# Task instructions:
Search the entries below for "stderr", and copy each line where it appears.

# Available records:
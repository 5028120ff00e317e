//! # caseflow - Case Progress CLI
//!
//! Inspects case records exported by the service desk backend.
//!
//! ## Architecture
//!
//! ```text
//! ┌─────────────────────────────────────────────┐
//! │           apps/caseflow (THE BINARY)        │
//! │                                             │
//! │   ┌─────────────┐      ┌─────────────────┐  │
//! │   │    CLI      │      │     Config      │  │
//! │   │   (clap)    │      │ (toml + env)    │  │
//! │   └──────┬──────┘      └────────┬────────┘  │
//! │          └───────────┬──────────┘           │
//! │                      ▼                      │
//! │             ┌─────────────────┐             │
//! │             │  caseflow-core  │             │
//! │             │   (THE LOGIC)   │             │
//! │             └─────────────────┘             │
//! └─────────────────────────────────────────────┘
//! ```
//!
//! ## Usage
//!
//! ```bash
//! caseflow progress -f case.json
//! caseflow timeline -f case.json --json-mode
//! caseflow badge in_progress
//! caseflow list -f cases.json --page 2 --page-size 20
//! ```

use caseflow::cli;
use caseflow::config::{Config, LogFormat};
use clap::Parser;
use tracing_subscriber::{layer::SubscriberExt, util::SubscriberInitExt};

// =============================================================================
// APPLICATION ENTRY POINT
// =============================================================================

fn main() {
    let cli = cli::Cli::parse();

    // Config errors are reported once logging is up.
    let config = Config::load(cli.config.as_deref());
    let log_format = config
        .as_ref()
        .map(|c| c.log_format)
        .unwrap_or_default();

    init_tracing(log_format, cli.verbose);

    let config = match config {
        Ok(config) => config,
        Err(e) => {
            tracing::error!("Error: {}", e);
            std::process::exit(1);
        }
    };
    tracing::debug!(?config, "Configuration loaded");

    if !cli.quiet && !cli.json_mode {
        print_banner();
    }

    if let Err(e) = cli::execute(cli, &config) {
        tracing::error!("Error: {}", e);
        std::process::exit(1);
    }
}

/// Logs go to stderr so command output on stdout stays parseable.
fn init_tracing(format: LogFormat, verbose: bool) {
    let default_filter = if verbose { "caseflow=debug" } else { "caseflow=info" };
    let filter = tracing_subscriber::EnvFilter::try_from_default_env()
        .unwrap_or_else(|_| default_filter.into());

    match format {
        LogFormat::Json => {
            tracing_subscriber::registry()
                .with(filter)
                .with(tracing_subscriber::fmt::layer().json().with_writer(std::io::stderr))
                .init();
        }
        LogFormat::Text => {
            tracing_subscriber::registry()
                .with(filter)
                .with(tracing_subscriber::fmt::layer().with_writer(std::io::stderr))
                .init();
        }
    }
}

/// Print the caseflow banner.
fn print_banner() {
    println!("caseflow v{} - case progress inspection\n", env!("CARGO_PKG_VERSION"));
}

# Solution for this problem:
/// Logs go to stderr so command output on stdout stays parseable.
                .with(tracing_subscriber::fmt::layer().json().with_writer(std::io::stderr))
                .with(tracing_subscriber::fmt::layer().with_writer(std::io::stderr))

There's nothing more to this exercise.